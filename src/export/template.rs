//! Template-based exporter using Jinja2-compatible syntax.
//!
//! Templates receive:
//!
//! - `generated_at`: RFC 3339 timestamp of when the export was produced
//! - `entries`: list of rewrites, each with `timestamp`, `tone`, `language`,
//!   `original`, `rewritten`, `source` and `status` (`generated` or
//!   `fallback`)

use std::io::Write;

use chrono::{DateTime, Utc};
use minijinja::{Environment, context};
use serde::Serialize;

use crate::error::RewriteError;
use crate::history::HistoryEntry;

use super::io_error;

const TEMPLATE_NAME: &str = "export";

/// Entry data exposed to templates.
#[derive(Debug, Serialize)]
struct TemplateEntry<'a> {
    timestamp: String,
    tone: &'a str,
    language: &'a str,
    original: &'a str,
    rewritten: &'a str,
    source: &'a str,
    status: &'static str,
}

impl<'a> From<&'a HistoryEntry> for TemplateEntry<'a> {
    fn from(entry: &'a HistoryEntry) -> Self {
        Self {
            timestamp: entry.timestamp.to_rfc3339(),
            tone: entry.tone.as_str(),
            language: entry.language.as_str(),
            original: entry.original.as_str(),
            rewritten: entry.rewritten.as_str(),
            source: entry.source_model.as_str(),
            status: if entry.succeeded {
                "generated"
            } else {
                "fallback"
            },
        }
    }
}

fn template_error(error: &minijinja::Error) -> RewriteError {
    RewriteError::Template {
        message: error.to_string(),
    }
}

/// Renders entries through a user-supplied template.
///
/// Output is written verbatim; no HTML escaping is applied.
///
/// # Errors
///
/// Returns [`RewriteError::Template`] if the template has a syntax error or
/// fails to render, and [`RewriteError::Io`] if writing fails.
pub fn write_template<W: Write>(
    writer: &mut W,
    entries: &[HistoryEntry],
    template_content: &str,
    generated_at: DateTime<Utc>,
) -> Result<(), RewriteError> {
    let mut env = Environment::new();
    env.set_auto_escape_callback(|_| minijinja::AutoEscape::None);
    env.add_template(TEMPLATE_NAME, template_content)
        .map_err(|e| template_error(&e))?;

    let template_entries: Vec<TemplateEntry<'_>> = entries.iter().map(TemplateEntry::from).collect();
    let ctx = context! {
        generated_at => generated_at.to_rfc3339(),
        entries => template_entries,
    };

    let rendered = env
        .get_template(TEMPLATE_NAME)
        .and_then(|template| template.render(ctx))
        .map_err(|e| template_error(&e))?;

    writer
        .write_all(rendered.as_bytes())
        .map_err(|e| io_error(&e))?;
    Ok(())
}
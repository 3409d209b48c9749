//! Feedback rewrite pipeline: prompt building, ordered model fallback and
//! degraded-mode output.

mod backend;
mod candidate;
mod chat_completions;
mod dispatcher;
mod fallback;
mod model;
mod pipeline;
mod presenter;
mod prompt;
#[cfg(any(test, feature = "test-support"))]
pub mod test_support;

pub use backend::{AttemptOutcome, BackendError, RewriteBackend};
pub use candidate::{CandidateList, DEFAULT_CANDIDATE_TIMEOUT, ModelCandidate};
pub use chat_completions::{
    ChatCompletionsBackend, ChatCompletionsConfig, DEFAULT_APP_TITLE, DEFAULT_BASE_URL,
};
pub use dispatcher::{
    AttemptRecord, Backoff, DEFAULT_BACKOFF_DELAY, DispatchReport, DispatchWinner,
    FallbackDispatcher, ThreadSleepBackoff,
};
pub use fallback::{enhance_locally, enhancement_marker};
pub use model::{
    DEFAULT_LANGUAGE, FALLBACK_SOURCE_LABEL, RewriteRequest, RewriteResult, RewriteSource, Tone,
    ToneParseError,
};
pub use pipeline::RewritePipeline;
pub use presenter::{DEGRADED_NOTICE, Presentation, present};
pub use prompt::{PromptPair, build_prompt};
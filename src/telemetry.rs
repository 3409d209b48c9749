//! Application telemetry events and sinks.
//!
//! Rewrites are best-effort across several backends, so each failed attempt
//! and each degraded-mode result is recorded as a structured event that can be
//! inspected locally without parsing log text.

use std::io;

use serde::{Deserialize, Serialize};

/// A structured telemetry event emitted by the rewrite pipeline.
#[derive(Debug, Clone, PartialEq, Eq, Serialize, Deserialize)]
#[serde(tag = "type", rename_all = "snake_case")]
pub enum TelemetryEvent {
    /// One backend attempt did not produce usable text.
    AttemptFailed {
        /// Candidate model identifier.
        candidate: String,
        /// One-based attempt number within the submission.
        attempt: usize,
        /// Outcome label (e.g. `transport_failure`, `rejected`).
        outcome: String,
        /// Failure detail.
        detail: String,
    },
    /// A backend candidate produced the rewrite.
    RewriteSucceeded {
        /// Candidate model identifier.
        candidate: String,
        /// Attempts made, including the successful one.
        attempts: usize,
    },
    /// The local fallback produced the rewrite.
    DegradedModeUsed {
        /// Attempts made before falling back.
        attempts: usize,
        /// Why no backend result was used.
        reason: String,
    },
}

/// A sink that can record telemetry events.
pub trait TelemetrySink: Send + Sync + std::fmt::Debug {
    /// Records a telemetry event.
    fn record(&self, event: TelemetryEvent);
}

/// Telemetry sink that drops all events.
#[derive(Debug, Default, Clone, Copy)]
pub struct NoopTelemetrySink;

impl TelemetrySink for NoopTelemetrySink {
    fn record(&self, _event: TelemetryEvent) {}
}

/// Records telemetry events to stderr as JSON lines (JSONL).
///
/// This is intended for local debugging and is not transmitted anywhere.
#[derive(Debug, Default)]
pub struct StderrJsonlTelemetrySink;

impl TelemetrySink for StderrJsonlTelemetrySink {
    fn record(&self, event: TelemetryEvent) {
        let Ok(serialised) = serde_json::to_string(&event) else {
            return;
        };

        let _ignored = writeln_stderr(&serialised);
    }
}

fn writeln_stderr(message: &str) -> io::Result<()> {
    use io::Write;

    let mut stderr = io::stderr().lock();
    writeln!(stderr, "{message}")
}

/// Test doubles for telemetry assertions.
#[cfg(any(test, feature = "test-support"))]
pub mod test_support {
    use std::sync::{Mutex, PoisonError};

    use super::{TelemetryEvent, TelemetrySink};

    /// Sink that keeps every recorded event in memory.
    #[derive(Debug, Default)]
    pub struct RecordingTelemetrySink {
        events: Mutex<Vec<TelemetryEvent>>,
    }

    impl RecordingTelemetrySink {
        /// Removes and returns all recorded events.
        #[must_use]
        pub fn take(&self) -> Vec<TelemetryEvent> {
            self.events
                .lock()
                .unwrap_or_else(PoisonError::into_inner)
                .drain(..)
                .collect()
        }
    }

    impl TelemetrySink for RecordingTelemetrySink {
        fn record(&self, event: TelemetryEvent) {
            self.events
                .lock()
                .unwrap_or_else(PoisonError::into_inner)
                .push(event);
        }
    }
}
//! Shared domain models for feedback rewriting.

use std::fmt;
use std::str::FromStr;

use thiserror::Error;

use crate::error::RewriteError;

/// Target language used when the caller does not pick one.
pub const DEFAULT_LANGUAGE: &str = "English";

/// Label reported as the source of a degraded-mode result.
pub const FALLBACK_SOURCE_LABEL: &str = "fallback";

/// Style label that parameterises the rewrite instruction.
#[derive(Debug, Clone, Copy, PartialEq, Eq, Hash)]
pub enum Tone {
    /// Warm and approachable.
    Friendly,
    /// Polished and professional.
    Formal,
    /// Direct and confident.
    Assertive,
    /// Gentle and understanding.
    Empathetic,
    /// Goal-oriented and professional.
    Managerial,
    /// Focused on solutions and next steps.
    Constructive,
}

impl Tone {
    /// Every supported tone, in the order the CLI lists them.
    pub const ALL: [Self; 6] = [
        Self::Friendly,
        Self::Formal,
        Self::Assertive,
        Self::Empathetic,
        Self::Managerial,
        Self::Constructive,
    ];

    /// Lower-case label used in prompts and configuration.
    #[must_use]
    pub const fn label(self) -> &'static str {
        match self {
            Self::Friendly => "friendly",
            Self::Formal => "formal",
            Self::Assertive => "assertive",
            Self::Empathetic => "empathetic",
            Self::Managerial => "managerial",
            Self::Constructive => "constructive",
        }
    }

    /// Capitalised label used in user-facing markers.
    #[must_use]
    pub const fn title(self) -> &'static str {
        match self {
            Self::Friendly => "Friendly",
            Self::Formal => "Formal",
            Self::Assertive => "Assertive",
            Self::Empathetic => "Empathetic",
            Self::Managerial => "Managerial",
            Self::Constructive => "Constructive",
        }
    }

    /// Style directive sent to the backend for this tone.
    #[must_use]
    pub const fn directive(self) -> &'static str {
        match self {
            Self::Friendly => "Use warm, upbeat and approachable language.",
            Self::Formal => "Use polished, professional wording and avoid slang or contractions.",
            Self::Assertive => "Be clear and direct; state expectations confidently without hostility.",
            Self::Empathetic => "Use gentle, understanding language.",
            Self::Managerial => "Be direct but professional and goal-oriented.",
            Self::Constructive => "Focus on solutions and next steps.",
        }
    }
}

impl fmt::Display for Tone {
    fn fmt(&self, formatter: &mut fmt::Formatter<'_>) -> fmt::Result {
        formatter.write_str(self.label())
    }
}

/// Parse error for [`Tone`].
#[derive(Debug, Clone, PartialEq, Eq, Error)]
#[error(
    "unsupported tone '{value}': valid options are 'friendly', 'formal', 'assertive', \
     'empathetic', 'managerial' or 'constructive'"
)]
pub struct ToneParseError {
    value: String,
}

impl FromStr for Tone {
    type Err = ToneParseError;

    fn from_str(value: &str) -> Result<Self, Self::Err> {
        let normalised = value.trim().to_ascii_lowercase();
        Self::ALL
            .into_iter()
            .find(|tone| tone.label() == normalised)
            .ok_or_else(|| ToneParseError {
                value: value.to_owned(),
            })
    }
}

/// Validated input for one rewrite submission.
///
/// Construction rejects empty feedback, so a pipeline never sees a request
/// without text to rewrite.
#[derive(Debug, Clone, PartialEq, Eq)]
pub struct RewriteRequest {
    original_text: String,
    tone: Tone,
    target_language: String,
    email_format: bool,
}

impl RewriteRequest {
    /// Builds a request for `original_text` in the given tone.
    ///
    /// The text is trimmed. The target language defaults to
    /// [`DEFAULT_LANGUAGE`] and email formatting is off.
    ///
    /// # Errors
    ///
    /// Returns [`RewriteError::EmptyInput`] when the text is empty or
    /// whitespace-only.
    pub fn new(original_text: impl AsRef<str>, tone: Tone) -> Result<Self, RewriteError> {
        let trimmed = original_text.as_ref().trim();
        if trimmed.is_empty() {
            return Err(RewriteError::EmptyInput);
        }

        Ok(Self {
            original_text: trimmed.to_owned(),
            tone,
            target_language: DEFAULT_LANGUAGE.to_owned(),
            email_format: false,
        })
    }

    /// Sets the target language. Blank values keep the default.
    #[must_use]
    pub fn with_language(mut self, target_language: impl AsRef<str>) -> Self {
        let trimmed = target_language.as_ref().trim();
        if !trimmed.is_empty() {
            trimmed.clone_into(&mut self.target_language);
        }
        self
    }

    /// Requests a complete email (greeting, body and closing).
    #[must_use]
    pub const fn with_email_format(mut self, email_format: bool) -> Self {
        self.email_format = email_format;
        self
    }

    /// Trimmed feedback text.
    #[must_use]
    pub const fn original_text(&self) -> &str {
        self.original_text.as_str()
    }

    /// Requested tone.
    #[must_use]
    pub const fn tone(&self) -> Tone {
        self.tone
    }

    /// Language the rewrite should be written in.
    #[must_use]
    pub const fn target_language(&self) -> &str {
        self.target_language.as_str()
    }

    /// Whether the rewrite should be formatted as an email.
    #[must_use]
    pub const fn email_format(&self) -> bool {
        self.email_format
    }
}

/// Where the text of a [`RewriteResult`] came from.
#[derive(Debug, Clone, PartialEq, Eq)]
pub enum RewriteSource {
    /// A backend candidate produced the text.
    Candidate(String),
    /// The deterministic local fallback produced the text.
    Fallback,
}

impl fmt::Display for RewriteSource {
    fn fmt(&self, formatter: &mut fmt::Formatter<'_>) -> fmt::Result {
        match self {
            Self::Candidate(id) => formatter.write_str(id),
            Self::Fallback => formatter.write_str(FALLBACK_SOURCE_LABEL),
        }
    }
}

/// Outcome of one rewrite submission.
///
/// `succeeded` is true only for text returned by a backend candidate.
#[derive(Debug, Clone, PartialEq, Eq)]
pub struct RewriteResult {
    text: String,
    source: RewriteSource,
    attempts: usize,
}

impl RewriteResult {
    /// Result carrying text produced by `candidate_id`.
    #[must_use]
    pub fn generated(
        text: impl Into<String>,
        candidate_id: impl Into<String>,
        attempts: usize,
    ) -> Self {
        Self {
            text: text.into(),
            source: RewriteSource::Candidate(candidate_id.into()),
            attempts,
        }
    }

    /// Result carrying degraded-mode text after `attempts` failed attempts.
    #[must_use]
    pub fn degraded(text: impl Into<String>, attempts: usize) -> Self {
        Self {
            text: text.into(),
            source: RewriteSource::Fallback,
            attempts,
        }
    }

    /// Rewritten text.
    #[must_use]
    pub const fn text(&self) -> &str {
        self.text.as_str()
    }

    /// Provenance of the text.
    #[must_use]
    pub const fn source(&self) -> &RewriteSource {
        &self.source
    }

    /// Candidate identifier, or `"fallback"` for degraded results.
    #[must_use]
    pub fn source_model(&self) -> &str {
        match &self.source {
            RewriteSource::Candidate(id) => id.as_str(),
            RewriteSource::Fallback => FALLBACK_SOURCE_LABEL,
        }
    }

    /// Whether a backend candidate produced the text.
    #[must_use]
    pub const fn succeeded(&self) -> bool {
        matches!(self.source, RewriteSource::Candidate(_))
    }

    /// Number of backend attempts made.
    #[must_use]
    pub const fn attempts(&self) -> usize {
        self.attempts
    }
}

__________

Task statement: In the data above, find each line where the string "pipeline" appears, then copy it.

Answer for this exercise:
//! Feedback rewrite pipeline: prompt building, ordered model fallback and
mod pipeline;
pub use pipeline::RewritePipeline;
/// A structured telemetry event emitted by the rewrite pipeline.
/// Construction rejects empty feedback, so a pipeline never sees a request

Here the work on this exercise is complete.